A cet égard, le Conseil d’administration de l’UVCW estime nécessaire de mener plus avant la réflexion sur la définition de la notion de rémunération effective, le texte en projet limitant de manière équivalente le nombre de mandats rémunérés que la rémunération en soit faible ou relativement élevée.
La notion de mandat d’administrateur mérite également d’être précisée. Il convient en effet de s’assurer que les mandats dans les organes restreints de gestion découlant d’un mandat d’administrateur, au sein d’une seule et même intercommunale, ne soient considérés comme constitutifs de plusieurs mandats d’administrateur au sens du décret.

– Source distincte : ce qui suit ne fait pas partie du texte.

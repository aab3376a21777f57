//! Annual cash-flow series for a single hectare

use serde::{Deserialize, Serialize};

use crate::error::{Result, SimulationError};

/// A single year's cash flow
#[derive(Debug, Clone, Copy, PartialEq, Serialize, Deserialize)]
pub struct CashFlow {
    /// Year index, 0 = today (undiscounted)
    pub year: u32,
    pub amount: f64,
}

/// Ordered cash flows covering years `0..horizon` with no gaps
#[derive(Debug, Clone, PartialEq, Serialize, Deserialize)]
pub struct CashFlowSeries {
    flows: Vec<CashFlow>,
}

impl CashFlowSeries {
    /// Create a zero-filled series of `horizon` years
    pub fn zeros(horizon: u32) -> Self {
        Self {
            flows: (0..horizon).map(|year| CashFlow { year, amount: 0.0 }).collect(),
        }
    }

    /// Build a series from per-year amounts; index is the year
    pub fn from_amounts(amounts: &[f64]) -> Self {
        Self {
            flows: amounts
                .iter()
                .enumerate()
                .map(|(year, &amount)| CashFlow {
                    year: year as u32,
                    amount,
                })
                .collect(),
        }
    }

    /// Build a series from explicit `(year, amount)` pairs
    ///
    /// Years must start at 0 and be contiguous.
    pub fn from_pairs(pairs: &[(u32, f64)]) -> Result<Self> {
        for (expected, (year, _)) in pairs.iter().enumerate() {
            if *year != expected as u32 {
                return Err(SimulationError::invalid(
                    "cash_flows",
                    format!("expected year {} but found year {}", expected, year),
                ));
            }
        }

        Ok(Self {
            flows: pairs
                .iter()
                .map(|&(year, amount)| CashFlow { year, amount })
                .collect(),
        })
    }

    /// Add `amount` to the flow booked at `year`; years past the horizon are ignored
    pub fn add(&mut self, year: u32, amount: f64) {
        if let Some(flow) = self.flows.get_mut(year as usize) {
            flow.amount += amount;
        }
    }

    /// Number of years covered
    pub fn horizon(&self) -> u32 {
        self.flows.len() as u32
    }

    pub fn is_empty(&self) -> bool {
        self.flows.is_empty()
    }

    pub fn flows(&self) -> &[CashFlow] {
        &self.flows
    }

    pub fn amount(&self, year: u32) -> f64 {
        self.flows.get(year as usize).map(|f| f.amount).unwrap_or(0.0)
    }

    /// Undiscounted total
    pub fn total(&self) -> f64 {
        self.flows.iter().map(|f| f.amount).sum()
    }
}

Par ailleurs, si les sanctions ne sont pas encore précisées dans les textes en projet, l’Union relève que la communication du Gouvernement fait état de déchéance d’office des mandats dérivés et originaires en cas d’infraction au décret.
A cet égard, l’Union rappelle, en ce qui concerne le mandat originaire, dont la justification découle du seul vote du citoyen, qu’il n’apparaît pas comme démocratiquement souhaitable de défaire le vote de l’électeur, que ce soit sur la base d’une décision gouvernementale ou d’un constat émanant d’une autorité administrative.
L’automatisme de la sanction pose également question concernant les mandats dérivés dans la mesure où la complexité de la législation et les questions juridiques que pourraient à l’avenir soulever certaines définitions semblent plaider, avec les principes généraux applicables en matière répressive, pour qu’un mandataire puisse être entendu avant d’être sanctionné et bénéficier d’une possibilité de recours.